REQUIRED ACTION:
Find the number of lines below in which the word "trim" occurs. Write only that number.

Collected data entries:
⟨
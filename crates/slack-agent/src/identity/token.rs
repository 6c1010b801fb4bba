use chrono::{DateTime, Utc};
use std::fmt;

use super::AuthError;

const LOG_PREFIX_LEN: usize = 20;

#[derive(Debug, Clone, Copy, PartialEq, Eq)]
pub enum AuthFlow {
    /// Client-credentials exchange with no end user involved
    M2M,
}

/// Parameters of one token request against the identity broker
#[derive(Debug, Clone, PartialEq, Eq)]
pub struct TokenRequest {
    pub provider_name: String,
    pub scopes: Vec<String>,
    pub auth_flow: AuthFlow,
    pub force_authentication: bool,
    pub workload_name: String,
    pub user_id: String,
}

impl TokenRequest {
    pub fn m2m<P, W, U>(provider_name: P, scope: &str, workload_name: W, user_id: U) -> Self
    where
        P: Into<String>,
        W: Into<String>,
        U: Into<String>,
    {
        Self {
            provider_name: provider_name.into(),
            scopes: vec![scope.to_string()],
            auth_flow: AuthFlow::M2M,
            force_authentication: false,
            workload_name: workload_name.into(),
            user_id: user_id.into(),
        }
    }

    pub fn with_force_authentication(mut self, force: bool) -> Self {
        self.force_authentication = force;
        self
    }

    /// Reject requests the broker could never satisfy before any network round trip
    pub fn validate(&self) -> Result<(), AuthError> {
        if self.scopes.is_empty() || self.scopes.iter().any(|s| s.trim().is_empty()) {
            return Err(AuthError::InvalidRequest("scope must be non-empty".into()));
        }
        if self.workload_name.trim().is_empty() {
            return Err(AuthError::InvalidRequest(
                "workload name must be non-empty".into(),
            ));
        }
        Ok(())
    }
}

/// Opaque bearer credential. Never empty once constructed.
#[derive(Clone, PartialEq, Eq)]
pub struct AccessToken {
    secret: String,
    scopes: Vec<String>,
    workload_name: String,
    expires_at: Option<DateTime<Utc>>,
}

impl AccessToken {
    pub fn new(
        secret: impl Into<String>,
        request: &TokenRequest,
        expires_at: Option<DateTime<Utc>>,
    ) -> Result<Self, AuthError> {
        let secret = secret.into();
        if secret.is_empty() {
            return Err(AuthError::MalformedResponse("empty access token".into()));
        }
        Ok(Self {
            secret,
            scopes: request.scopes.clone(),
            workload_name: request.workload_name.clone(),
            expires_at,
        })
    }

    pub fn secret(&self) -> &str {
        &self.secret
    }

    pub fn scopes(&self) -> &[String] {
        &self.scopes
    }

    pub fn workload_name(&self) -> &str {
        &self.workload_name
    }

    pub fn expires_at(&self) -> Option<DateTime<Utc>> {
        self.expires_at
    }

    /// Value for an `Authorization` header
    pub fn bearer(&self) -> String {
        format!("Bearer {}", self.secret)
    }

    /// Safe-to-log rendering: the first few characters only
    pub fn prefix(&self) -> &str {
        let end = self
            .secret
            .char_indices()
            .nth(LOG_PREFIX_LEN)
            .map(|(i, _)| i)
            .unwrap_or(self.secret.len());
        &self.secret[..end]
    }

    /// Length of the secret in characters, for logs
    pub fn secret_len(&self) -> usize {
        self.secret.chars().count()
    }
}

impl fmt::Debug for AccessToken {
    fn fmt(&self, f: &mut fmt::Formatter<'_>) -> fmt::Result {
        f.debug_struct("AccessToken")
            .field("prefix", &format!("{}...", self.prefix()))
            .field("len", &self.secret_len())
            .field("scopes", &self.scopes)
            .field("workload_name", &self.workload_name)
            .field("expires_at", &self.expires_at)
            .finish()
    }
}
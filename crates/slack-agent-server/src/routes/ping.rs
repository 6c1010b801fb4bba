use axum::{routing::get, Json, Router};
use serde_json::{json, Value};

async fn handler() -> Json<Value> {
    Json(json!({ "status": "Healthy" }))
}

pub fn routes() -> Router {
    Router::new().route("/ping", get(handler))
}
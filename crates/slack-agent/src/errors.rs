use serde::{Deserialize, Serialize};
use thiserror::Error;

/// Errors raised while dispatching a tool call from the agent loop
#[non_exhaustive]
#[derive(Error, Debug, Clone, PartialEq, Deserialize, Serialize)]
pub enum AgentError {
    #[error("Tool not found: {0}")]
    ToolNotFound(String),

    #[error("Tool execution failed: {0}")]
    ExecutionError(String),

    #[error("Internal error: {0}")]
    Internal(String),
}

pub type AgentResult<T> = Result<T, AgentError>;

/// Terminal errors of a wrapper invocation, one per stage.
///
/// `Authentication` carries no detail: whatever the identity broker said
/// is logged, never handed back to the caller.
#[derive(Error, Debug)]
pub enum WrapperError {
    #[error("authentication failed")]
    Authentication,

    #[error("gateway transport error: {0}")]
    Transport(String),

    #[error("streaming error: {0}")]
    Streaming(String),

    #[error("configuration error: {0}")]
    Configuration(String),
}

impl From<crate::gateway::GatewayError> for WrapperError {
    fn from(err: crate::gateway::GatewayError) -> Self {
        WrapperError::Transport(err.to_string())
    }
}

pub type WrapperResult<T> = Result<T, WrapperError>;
⟩
ANSWER TO THE EXERCISE:
2